ぼくは『名探偵ピカチュウ』という作品に大きな期待を持って映画館に足を運んだ訳ではなかった。
デートのプランとして映画館に行くことになっていたその日、相手の女性とぼくのふたりが無難に観て過ごすことのできる映画として『名探偵ピカチュウ』を選んだからだ。
お互い平成生まれで、ポケモン第1期の世代だったので子どもの頃に夢中になったポケモンたちがハリウッドで映画化されることに多少は期待していた。
だけど、まさかここまで映画として楽しめるものだとは!少なくともぼくは想像していなかった!
ポケモンという子ども向けのコンテンツを使っている以上、子どもが満足できるものを提供すればその役割を果たすことができる「コンテンツ映画」のこの作品。
だけど、違うぞ!
ポケモン第一世代のぼくたちや子どもたちまで、ポケモンファンたちを唸らせるほどのポケモン小ネタたちがハリウッドクオリティで再現されている!
IMdbより引用
また、ポケモンファンだけでなく洋画として『名探偵ピカチュウ』を観たときに王道のミステリー要素だったり『ホーム・アローン』や『エイリアン』というような作品たちのオマージュたちが散りばめられている。

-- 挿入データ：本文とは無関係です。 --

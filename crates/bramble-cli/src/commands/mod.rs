//! Command dispatch and handler modules.

mod check;
mod info;
mod resolve;
mod tree;

use std::path::Path;

use bramble_core::config::ResolveConfig;
use miette::Result;

use crate::cli::{Cli, Command};

/// Route a parsed CLI invocation to the appropriate command handler.
pub async fn dispatch(cli: Cli) -> Result<()> {
    match cli.command {
        Command::Resolve { spec, json } => {
            let config = load_config(cli.config.as_deref(), cli.platform)?;
            resolve::exec(&cli.repo, &spec, &config, json).await
        }
        Command::Tree { spec, depth, why } => {
            let config = load_config(cli.config.as_deref(), cli.platform)?;
            tree::exec(&cli.repo, &spec, &config, depth, why).await
        }
        Command::Check => check::exec(&cli.repo),
        Command::Info { name } => info::exec(&cli.repo, &name),
    }
}

/// Load the resolution config and apply command-line overrides.
fn load_config(explicit: Option<&Path>, platform: Option<String>) -> Result<ResolveConfig> {
    let mut config = ResolveConfig::load(explicit)?;
    if let Some(platform) = platform {
        tracing::debug!("platform overridden to {platform}");
        config.arch.platform = platform;
    }
    Ok(config)
}
//! Concurrent recipe prefetching.
//!
//! Walks the declared dependency closure of the requested packages level by
//! level, ignoring guards, and loads every distinct name on the blocking
//! pool. The results seed a fresh [`RecipeCache`] for a single resolution;
//! the resolver itself stays sequential.

use std::collections::{BTreeMap, BTreeSet};
use std::sync::Arc;

use bramble_core::recipe::Recipe;
use bramble_core::repository::{LookupError, RecipeSource};
use tokio::sync::Semaphore;
use tokio::task::JoinSet;

use crate::cache::RecipeCache;

/// Load the declared closure of `roots` with at most `jobs` lookups in
/// flight.
pub async fn prefetch_closure(
    source: Arc<dyn RecipeSource>,
    roots: &[String],
    jobs: usize,
) -> RecipeCache {
    let semaphore = Arc::new(Semaphore::new(jobs.max(1)));
    let mut cache = RecipeCache::new();
    let mut seen: BTreeSet<String> = roots.iter().cloned().collect();
    let mut frontier: Vec<String> = seen.iter().cloned().collect();
    let mut level = 0usize;

    while !frontier.is_empty() {
        tracing::debug!("prefetching {} recipes at depth {level}", frontier.len());
        let mut join_set = JoinSet::new();
        for name in frontier.drain(..) {
            let source = Arc::clone(&source);
            let sem = Arc::clone(&semaphore);
            join_set.spawn(async move {
                let _permit = sem.acquire_owned().await;
                let lookup_name = name.clone();
                let result = tokio::task::spawn_blocking(move || source.lookup(&lookup_name)).await;
                (name, result)
            });
        }

        // Insert in name order so the cache contents do not depend on
        // completion order.
        let mut loaded: BTreeMap<String, Result<Recipe, LookupError>> = BTreeMap::new();
        while let Some(joined) = join_set.join_next().await {
            match joined {
                Ok((name, Ok(result))) => {
                    loaded.insert(name, result);
                }
                Ok((name, Err(e))) => {
                    tracing::warn!("prefetch of {name} did not complete: {e}");
                }
                Err(e) => tracing::warn!("prefetch task failed: {e}"),
            }
        }

        for (name, result) in loaded {
            if let Ok(recipe) = &result {
                for edge in &recipe.depends {
                    if seen.insert(edge.target.clone()) {
                        frontier.push(edge.target.clone());
                    }
                }
            }
            cache.insert(name, result);
        }
        level += 1;
    }

    cache
}
#[derive(Debug, Deserialize)]
struct RawVariant {
    #[serde(default)]
    kind: Option<VariantKind>,
    #[serde(default)]
    default: Option<RawValue>,
    #[serde(default)]
    values: Vec<String>,
    #[serde(default)]
    description: Option<String>,
}

#[derive(Debug, Deserialize)]
#[serde(untagged)]
enum RawValue {
    Bool(bool),
    Text(String),
    List(Vec<String>),
}

#[derive(Debug, Deserialize)]
struct RawDepends {
    spec: String,
    #[serde(default)]
    when: Option<String>,
    #[serde(default, rename = "type")]
    kinds: Option<OneOrMany>,
}

#[derive(Debug, Deserialize)]
#[serde(untagged)]
enum OneOrMany {
    One(DependencyKind),
    Many(Vec<DependencyKind>),
}

#[derive(Debug, Deserialize)]
struct RawConflict {
    spec: String,
    #[serde(default)]
    when: Option<String>,
    #[serde(default)]
    msg: Option<String>,
}

impl RawRecipe {
    fn into_recipe(self) -> Result<Recipe, RecipeError> {
        let name = self.package.name.trim().to_string();
        if name.is_empty() || !name.chars().all(|c| c.is_ascii_alphanumeric() || matches!(c, '-' | '_' | '.')) {
            return Err(RecipeError::Parse {
                message: format!("`{name}` is not a valid package name"),
            });
        }

        let mut versions = Vec::with_capacity(self.versions.len());
        for raw in self.versions {
            versions.push(VersionEntry {
                version: Version::parse(&raw.version)?,
                commit: raw.commit,
                tag: raw.tag,
                sha256: raw.sha256,
                deprecated: raw.deprecated,
            });
        }

        let mut variants = Vec::with_capacity(self.variants.len());
        for (variant_name, raw) in self.variants {
            variants.push(raw.into_definition(variant_name)?);
        }

        let mut depends = Vec::with_capacity(self.depends.len());
        for raw in self.depends {
            let mut edge = DependencyEdge::parse(&raw.spec)?;
            if let Some(when) = raw.when.as_deref() {
                edge.guard = parse_guard(when)?;
            }
            match raw.kinds {
                Some(OneOrMany::One(kind)) => edge.kinds = [kind].into(),
                Some(OneOrMany::Many(kinds)) if kinds.is_empty() => {
                    return Err(RecipeError::Parse {
                        message: format!("dependency `{}` has an empty `type` list", raw.spec),
                    })
                }
                Some(OneOrMany::Many(kinds)) => edge.kinds = kinds.into_iter().collect(),
                None => {}
            }
            depends.push(edge);
        }

        let mut conflicts = Vec::with_capacity(self.conflicts.len());
        for raw in self.conflicts {
            conflicts.push(ConflictDecl {
                spec: parse_guard(&raw.spec)?,
                when: raw.when.as_deref().map(parse_guard).transpose()?.unwrap_or_default(),
                message: raw.msg,
            });
        }

        Ok(Recipe {
            name,
            description: self.package.description,
            homepage: self.package.homepage,
            maintainers: self.package.maintainers,
            versions,
            variants,
            depends,
            conflicts,
        })
    }
}

impl RawVariant {
    fn into_definition(self, name: String) -> Result<VariantDefinition, RecipeError> {
        let kind = self.kind.unwrap_or(match (&self.default, self.values.is_empty()) {
            (Some(RawValue::Bool(_)) | None, true) => VariantKind::Bool,
            (Some(RawValue::List(_)), false) => VariantKind::Multi,
            (_, false) => VariantKind::Single,
            (_, true) => VariantKind::Text,
        });

        let default = match (kind, self.default) {
            (VariantKind::Bool, None) => VariantValue::Bool(false),
            (VariantKind::Bool, Some(RawValue::Bool(b))) => VariantValue::Bool(b),
            (VariantKind::Single, None) => match self.values.first() {
                Some(first) => VariantValue::Single(first.clone()),
                None => {
                    return Err(RecipeError::variant_value(&name, "", "variant declares no allowed values"))
                }
            },
            (VariantKind::Single, Some(RawValue::Text(s))) => VariantValue::Single(s),
            (VariantKind::Multi, None) => match self.values.first() {
                Some(first) => VariantValue::Multi([first.clone()].into()),
                None => {
                    return Err(RecipeError::variant_value(&name, "", "variant declares no allowed values"))
                }
            },
            (VariantKind::Multi, Some(RawValue::Text(s))) => {
                VariantValue::Multi(s.split(',').map(|v| v.trim().to_string()).collect())
            }
            (VariantKind::Multi, Some(RawValue::List(list))) => {
                VariantValue::Multi(list.into_iter().collect())
            }
            (VariantKind::Text, None) => VariantValue::Text(String::new()),
            (VariantKind::Text, Some(RawValue::Text(s))) => VariantValue::Text(s),
            (kind, Some(other)) => {
                let shown = match other {
                    RawValue::Bool(b) => b.to_string(),
                    RawValue::Text(s) => s,
                    RawValue::List(list) => list.join(","),
                };
                return Err(RecipeError::variant_value(
                    &name,
                    shown,
                    format!("default does not fit a {kind} variant"),
                ));
            }
        };

        let definition = VariantDefinition::new(name, kind, default, self.values)?;
        Ok(match self.description {
            Some(description) => definition.with_description(description),
            None => definition,
        })
    }
}

#[cfg(test)]
mod tests {
    use super::*;

    const CRTM: &str = r#"
[package]
name = "crtm"
description = "Community Radiative Transfer Model"
maintainers = ["t-brown", "climbfuji"]

[[versions]]
version = "v3.0.0-rc.1"
[[versions]]
version = "2.4.0"
commit = "5ddd0d6"
[[versions]]
version = "2.3.0"
commit = "99760e6"

[variants.fix]
default = false
description = "Download coefficient files"

[variants.build_type]
default = "RelWithDebInfo"
values = ["Debug", "Release", "RelWithDebInfo", "MinSizeRel"]

[[depends]]
spec = "cmake@3.15:"

[[depends]]
spec = "crtm-fix@2.4.0_emc"
when = "@2.4.0 +fix"

[[depends]]
spec = "ecbuild"
when = "@v3.0.0-rc.1"
type = "build"

[[conflicts]]
spec = "+fix"
when = "@v3.0.0-rc.1"
msg = "no fix files for release candidates"
"#;

    #[test]
    fn parses_full_recipe() {
        let recipe = Recipe::from_toml_str(CRTM).unwrap();
        assert_eq!(recipe.name, "crtm");
        assert_eq!(recipe.maintainers.len(), 2);
        assert_eq!(recipe.versions.len(), 3);
        assert_eq!(recipe.versions[1].source_ref(), Some("5ddd0d6"));

        let fix = recipe.variant("fix").unwrap();
        assert_eq!(fix.kind, VariantKind::Bool);
        assert_eq!(fix.description, "Download coefficient files");
        assert_eq!(recipe.variant("build_type").unwrap().kind, VariantKind::Single);

        assert_eq!(recipe.depends.len(), 3);
        assert_eq!(recipe.depends[0].target, "cmake");
        assert_eq!(
            recipe.depends[0].kinds,
            [DependencyKind::Build, DependencyKind::Link].into()
        );
        assert!(recipe.depends[0].guard.is_always());
        assert!(recipe.depends[2].is_build_only());
        assert_eq!(recipe.conflicts.len(), 1);
    }

    #[test]
    fn kind_inference() {
        let recipe = Recipe::from_toml_str(
            r#"
[package]
name = "fv3"
[[versions]]
version = "1.0"
[variants.cxxstd]
default = ["14"]
values = ["11", "14", "17"]
[variants.suffix]
default = "none"
"#,
        )
        .unwrap();
        assert_eq!(recipe.variant("cxxstd").unwrap().kind, VariantKind::Multi);
        assert_eq!(recipe.variant("suffix").unwrap().kind, VariantKind::Text);
    }

    #[test]
    fn undefined_variant_in_condition_is_rejected() {
        let text = r#"
[package]
name = "netcdf-cxx4"
[[versions]]
version = "4.3.1"
[[depends]]
spec = "doxygen"
when = "+doc"
type = "build"
"#;
        let err = Recipe::from_toml_str(text).unwrap_err();
        assert!(
            matches!(err, RecipeError::UndefinedVariantReference { ref variant, .. } if variant == "doc"),
            "{err:?}"
        );
    }

    #[test]
    fn invalid_default_is_rejected() {
        let text = r#"
[package]
name = "fv3"
[[versions]]
version = "1.0"
[variants.precision]
default = "quad"
values = ["single", "double"]
"#;
        assert!(matches!(
            Recipe::from_toml_str(text),
            Err(RecipeError::InvalidVariantValue { .. })
        ));
    }

    #[test]
    fn bad_version_is_rejected() {
        let text = r#"
[package]
name = "zlib"
[[versions]]
version = "1..2"
"#;
        assert!(matches!(
            Recipe::from_toml_str(text),
            Err(RecipeError::InvalidVersionFormat { .. })
        ));
    }

    #[test]
    fn duplicate_version_is_rejected() {
        let text = r#"
[package]
name = "zlib"
[[versions]]
version = "1.2"
[[versions]]
version = "1.2.0"
"#;
        assert!(Recipe::from_toml_str(text).is_err());
    }

    #[test]
    fn malformed_toml_is_parse_error() {
        assert!(matches!(
            Recipe::from_toml_str("[package"),
            Err(RecipeError::Parse { .. })
        ));
        assert!(matches!(
            Recipe::from_toml_str("[package]\nname = \"a\"\n[[depends]]\nspec = \"b\"\ntype = []\n[[versions]]\nversion = \"1\""),
            Err(RecipeError::Parse { .. })
        ));
    }

    #[test]
    fn edge_display() {
        let edge = DependencyEdge::parse("crtm-fix@2.4.0_emc")
            .unwrap()
            .when(parse_guard("@2.4.0 +fix").unwrap());
        assert_eq!(edge.to_string(), "crtm-fix@2.4.0_emc when @2.4.0 +fix");
    }
}
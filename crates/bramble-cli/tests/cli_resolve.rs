use assert_cmd::Command;
use predicates::prelude::*;
use std::fs;
use std::path::PathBuf;
use tempfile::TempDir;

#[allow(deprecated)]
fn bramble_cmd() -> Command {
    Command::cargo_bin("bramble").unwrap()
}

fn recipes() -> PathBuf {
    PathBuf::from(env!("CARGO_MANIFEST_DIR")).join("../../recipes")
}

/// Run from an empty directory so no local bramble.toml is picked up.
fn in_tmp(tmp: &TempDir) -> Command {
    let mut cmd = bramble_cmd();
    cmd.current_dir(tmp.path())
        .env_remove("BRAMBLE_CONFIG")
        .env("HOME", tmp.path())
        .arg("--repo")
        .arg(recipes());
    cmd
}

#[test]
fn test_resolve_prints_every_package() {
    let tmp = TempDir::new().unwrap();

    in_tmp(&tmp)
        .args(["resolve", "crtm@v2.4-jedi.1 +fix"])
        .assert()
        .success()
        .stdout(predicate::str::contains("crtm@v2.4-jedi.1"))
        .stdout(predicate::str::contains("netcdf-fortran@4.6.1"))
        .stdout(predicate::str::contains("ecbuild@3.7.2"))
        .stdout(predicate::str::contains("cmake@3.27.9"))
        .stdout(predicate::str::contains("crtm-fix").not())
        .stderr(predicate::str::contains("Resolving"));
}

#[test]
fn test_resolve_json() {
    let tmp = TempDir::new().unwrap();

    in_tmp(&tmp)
        .args(["resolve", "zlib", "--json"])
        .assert()
        .success()
        .stdout(predicate::str::contains("\"root\": \"zlib\""))
        .stdout(predicate::str::contains("\"version\": \"1.3\""));
}

#[test]
fn test_resolve_unsatisfiable_request_fails() {
    let tmp = TempDir::new().unwrap();

    in_tmp(&tmp)
        .args(["resolve", "cmake@4:"])
        .assert()
        .failure()
        .stderr(predicate::str::contains("Dependency resolution failed"));
}

#[test]
fn test_resolve_bad_spec_fails() {
    let tmp = TempDir::new().unwrap();

    in_tmp(&tmp)
        .args(["resolve", "crtm ^cmake"])
        .assert()
        .failure()
        .stderr(predicate::str::contains("Invalid spec"));
}

#[test]
fn test_platform_flag_activates_platform_guards() {
    let tmp = TempDir::new().unwrap();

    in_tmp(&tmp)
        .args(["resolve", "base-env", "--platform", "darwin"])
        .assert()
        .success()
        .stdout(predicate::str::contains("libbacktrace@2023.11.29"));

    in_tmp(&tmp)
        .args(["resolve", "base-env", "--platform", "linux"])
        .assert()
        .success()
        .stdout(predicate::str::contains("libbacktrace").not())
        .stdout(predicate::str::contains("note: py-pip → python"))
        .stdout(predicate::str::contains("parallelio@2.6.2"))
        .stdout(predicate::str::contains("parallel-netcdf@1.12.3"))
        .stdout(predicate::str::contains("nccmp@1.9.1.0"))
        .stdout(predicate::str::contains("wget@1.21.4"));
}

#[test]
fn test_config_file_variants_apply() {
    let tmp = TempDir::new().unwrap();
    fs::write(
        tmp.path().join("bramble.toml"),
        "[variants]\nmpi = true\n",
    )
    .unwrap();

    in_tmp(&tmp)
        .args(["resolve", "netcdf-c"])
        .assert()
        .success()
        .stdout(predicate::str::contains("mpich@4.1.2"));
}

#[test]
fn test_missing_config_file_fails() {
    let tmp = TempDir::new().unwrap();

    in_tmp(&tmp)
        .args(["--config", "nope.toml", "resolve", "zlib"])
        .assert()
        .failure()
        .stderr(predicate::str::contains("Configuration error"));
}
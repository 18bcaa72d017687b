//! Operation: display the resolved dependency tree.

use std::path::Path;

use bramble_core::config::ResolveConfig;
use bramble_resolver::ResolvedGraph;

use crate::ops_setup;

/// Options for `bramble tree`.
#[derive(Default)]
pub struct TreeOptions {
    /// Maximum tree depth to display.
    pub depth: Option<usize>,
    /// Show the path from the root to a specific package.
    pub why: Option<String>,
}

/// Resolve `spec` and print its dependency tree.
pub async fn tree(
    repo: &Path,
    spec: &str,
    config: &ResolveConfig,
    opts: &TreeOptions,
) -> miette::Result<()> {
    let request = ops_setup::parse_request(spec)?;
    let graph = ops_setup::resolve_graph(repo, &request, config).await?;
    print!("{}", render(&graph, opts));
    Ok(())
}

pub fn render(graph: &ResolvedGraph, opts: &TreeOptions) -> String {
    let Some(target) = &opts.why else {
        return graph.print_tree(opts.depth);
    };
    match graph.find_path(target) {
        Some(path) => {
            let mut out = format!("Path to {target}:\n");
            for (i, spec) in path.iter().enumerate() {
                let indent = "  ".repeat(i);
                out.push_str(&format!("{indent}{spec}\n"));
            }
            let dependents = graph.dependents_of(target);
            if dependents.len() > 1 {
                let names: Vec<&str> = dependents.iter().map(|s| s.name.as_str()).collect();
                out.push_str(&format!("Required by: {}\n", names.join(", ")));
            }
            out
        }
        None => format!("Dependency '{target}' not found in the graph.\n"),
    }
}

#[cfg(test)]
mod tests {
    use super::*;
    use bramble_core::repository::MemorySource;
    use bramble_core::spec::SpecRequest;

    fn graph() -> ResolvedGraph {
        let source = MemorySource::from_toml([
            "[package]\nname = \"app\"\n[[versions]]\nversion = \"1.0\"\n[[depends]]\nspec = \"lib\"\n[[depends]]\nspec = \"zlib\"\n",
            "[package]\nname = \"lib\"\n[[versions]]\nversion = \"2.0\"\n[[depends]]\nspec = \"zlib\"\n",
            "[package]\nname = \"zlib\"\n[[versions]]\nversion = \"1.3\"\n",
        ])
        .unwrap();
        bramble_resolver::resolve(&SpecRequest::new("app"), &source, &ResolveConfig::default())
            .unwrap()
    }

    #[test]
    fn why_prints_the_path_and_all_dependents() {
        let opts = TreeOptions {
            why: Some("zlib".into()),
            ..Default::default()
        };
        let out = render(&graph(), &opts);
        assert!(out.starts_with("Path to zlib:\napp@1.0\n"));
        assert!(out.contains("Required by: app, lib"));
    }

    #[test]
    fn why_unknown_package() {
        let opts = TreeOptions {
            why: Some("hdf5".into()),
            ..Default::default()
        };
        assert_eq!(
            render(&graph(), &opts),
            "Dependency 'hdf5' not found in the graph.\n"
        );
    }

    #[test]
    fn depth_limits_the_tree() {
        let full = render(&graph(), &TreeOptions::default());
        let shallow = render(
            &graph(),
            &TreeOptions {
                depth: Some(1),
                ..Default::default()
            },
        );
        assert!(full.lines().count() > shallow.lines().count());
        assert_eq!(shallow.lines().count(), 3);
    }
}
//! Dependency resolution engine: constraint propagation over guarded edges,
//! chronological backtracking over version choices, cycle detection, and
//! structured conflict explanations.

pub mod cache;
pub mod conflict;
pub mod graph;
pub mod prefetch;
pub mod resolver;

pub use conflict::{Conflict, ConflictKind, ConflictReport, ResolveError};
pub use graph::ResolvedGraph;
pub use resolver::{resolve, Resolver};
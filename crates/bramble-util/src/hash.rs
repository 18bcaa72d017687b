use sha2::{Digest, Sha256};

/// Hash an ordered sequence of string parts.
///
/// Each part is length-prefixed so that `["ab", "c"]` and `["a", "bc"]`
/// produce different digests.
pub fn sha256_parts<'a>(parts: impl IntoIterator<Item = &'a str>) -> String {
    let mut hasher = Sha256::new();
    for part in parts {
        hasher.update((part.len() as u64).to_le_bytes());
        hasher.update(part.as_bytes());
    }
    format!("{:x}", hasher.finalize())
}

/// Encode a hex digest in the lowercase base32 alphabet used for short
/// spec hashes, truncated to `len` characters.
pub fn short_base32(hex_digest: &str, len: usize) -> String {
    const ALPHABET: &[u8; 32] = b"abcdefghijklmnopqrstuvwxyz234567";
    let bytes: Vec<u8> = (0..hex_digest.len() / 2)
        .filter_map(|i| u8::from_str_radix(&hex_digest[2 * i..2 * i + 2], 16).ok())
        .collect();

    let mut out = String::new();
    let mut buffer: u32 = 0;
    let mut bits = 0;
    for byte in bytes {
        buffer = (buffer << 8) | u32::from(byte);
        bits += 8;
        while bits >= 5 {
            bits -= 5;
            out.push(ALPHABET[((buffer >> bits) & 0x1f) as usize] as char);
            if out.len() == len {
                return out;
            }
        }
    }
    out
}
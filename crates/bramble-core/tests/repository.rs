use bramble_core::repository::{DirectorySource, LookupError, RecipeSource};
use std::fs;

const ZLIB: &str = r#"
[package]
name = "zlib"

[[versions]]
version = "1.3"
[[versions]]
version = "1.2.13"

[variants.shared]
default = true
"#;

const HDF5: &str = r#"
[package]
name = "hdf5"

[[versions]]
version = "1.14.0"

[[depends]]
spec = "zlib+shared"
"#;

#[test]
fn loads_flat_and_nested_recipes() {
    let dir = tempfile::tempdir().unwrap();
    fs::write(dir.path().join("zlib.toml"), ZLIB).unwrap();
    fs::create_dir(dir.path().join("hdf5")).unwrap();
    fs::write(dir.path().join("hdf5").join("recipe.toml"), HDF5).unwrap();

    let source = DirectorySource::new(dir.path());
    assert_eq!(source.names().unwrap(), vec!["hdf5", "zlib"]);

    let zlib = source.lookup("zlib").unwrap();
    assert_eq!(zlib.versions.len(), 2);
    let hdf5 = source.lookup("hdf5").unwrap();
    assert_eq!(hdf5.depends[0].target, "zlib");
}

#[test]
fn missing_recipe_is_not_found() {
    let dir = tempfile::tempdir().unwrap();
    let source = DirectorySource::new(dir.path());
    assert!(matches!(
        source.lookup("cmake"),
        Err(LookupError::NotFound { .. })
    ));
}

#[test]
fn invalid_recipe_is_rejected_alone() {
    let dir = tempfile::tempdir().unwrap();
    fs::write(dir.path().join("zlib.toml"), ZLIB).unwrap();
    fs::write(
        dir.path().join("broken.toml"),
        "[package]\nname = \"broken\"\n[[versions]]\nversion = \"not a version\"\n",
    )
    .unwrap();

    let source = DirectorySource::new(dir.path());
    assert!(matches!(
        source.lookup("broken"),
        Err(LookupError::Invalid { .. })
    ));
    assert!(source.lookup("zlib").is_ok());
}

#[test]
fn file_name_must_match_package_name() {
    let dir = tempfile::tempdir().unwrap();
    fs::write(dir.path().join("libz.toml"), ZLIB).unwrap();
    let source = DirectorySource::new(dir.path());
    let err = source.lookup("libz").unwrap_err();
    assert!(err.detail().contains("expected `libz`"), "{}", err.detail());
}

#[test]
fn names_of_missing_directory_is_io_error() {
    let dir = tempfile::tempdir().unwrap();
    let source = DirectorySource::new(dir.path().join("absent"));
    assert!(matches!(source.names(), Err(LookupError::Io { .. })));
}
//! CLI argument definitions for Bramble.
//!
//! Uses `clap` derive macros to define the command surface. Each command
//! corresponds to a handler in the [`super::commands`] module.

use std::path::PathBuf;

use clap::{ArgAction, Parser, Subcommand};

#[derive(Parser, Debug)]
#[command(
    name = "bramble",
    version,
    about = "Resolve package specs with conditional dependencies",
    long_about = "Bramble resolves an abstract package spec such as `crtm@v2.4-jedi.1 +fix` \
                  against a directory of recipes into one concrete, acyclic dependency graph, \
                  or explains why no such graph exists."
)]
pub struct Cli {
    #[command(subcommand)]
    pub command: Command,

    /// Directory of recipe files
    #[arg(long, global = true, env = "BRAMBLE_REPO", default_value = "recipes")]
    pub repo: PathBuf,

    /// Configuration file (defaults to the nearest bramble.toml, then ~/.bramble/config.toml)
    #[arg(long, global = true, env = "BRAMBLE_CONFIG")]
    pub config: Option<PathBuf>,

    /// Override the platform tag used by platform= guards
    #[arg(long, global = true)]
    pub platform: Option<String>,

    /// Increase log verbosity (-v info, -vv debug)
    #[arg(short, long, global = true, action = ArgAction::Count)]
    pub verbose: u8,
}

#[derive(Subcommand, Debug)]
pub enum Command {
    /// Resolve a spec and print the concrete graph
    Resolve {
        /// Spec to resolve, e.g. "crtm@v2.4-jedi.1 +fix"
        spec: String,
        /// Print the graph as JSON
        #[arg(long)]
        json: bool,
    },

    /// Print the resolved dependency tree
    Tree {
        /// Spec to resolve
        spec: String,
        /// Maximum depth
        #[arg(long)]
        depth: Option<u32>,
        /// Explain why a package is included
        #[arg(long)]
        why: Option<String>,
    },

    /// Validate every recipe in the repository
    Check,

    /// Show the versions, variants and dependencies a recipe declares
    Info {
        /// Package name
        name: String,
    },
}

pub fn parse() -> Cli {
    Cli::parse()
}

そんなコンテンツ映画と王道のミステリー要素をきっちりまとめ上げた『名探偵ピカチュウ』がどのように期待値の低かったぼくの心を鷲掴みにしたのかを説明したい。
洋画でありポケモン映画である!
『名探偵ピカチュウ』が公開された当初、ファンの多いポケモンというコンテンツを使っている映画だけに賛否両論多くの意見が飛び交った。その内容の中には「薄っぺらい内容」「単調なストーリー展開」「映画の浅いところを焼き増したような印象」といった酷評もあった。
しかし!その全ての酷評は映画好きの大人たちの意見である。決してそれらの指摘が間違っているわけではないのだが、ちょっと乱暴な気もする。
この映画はポケモンというコンテンツを扱う全世界の子どもたちも観ることを前提に作られているのだから。
IMdbより引用
だからこそ「焼き増し」であったり「単調なストーリー」が子どものために大事になってくるのだ!
日本に住むポケモン大好きキッズたちにとって「洋画初体験」になる可能性を秘めている。
そんなポケモン大好きキッズたちが10年後、洋画大好き青年になるかもしれない未来を想像してほしい!
誰かの初体験の場をポケモンというコンテンツを使ってこんなにも素晴らしいバランス感覚で描きあげたスタッフのみなさんに拍手を送る大人たちがいてもいいのではないかとぼくは考えている!
ぼくにとっては小学4年生のころ母親が録画してくれた『バック・トゥ・ザ・フューチャー』がそんな洋画初体験だった。
© 1985 Universal
2001年オープンのユニバーサルスタジオジャパンのアトラクシンを楽しみにしていたのか、たまたま気が向いたから観たのか、理由なんて覚えてないけど「映画っておもしれえ!」と心の中で唸っていたのを覚えている。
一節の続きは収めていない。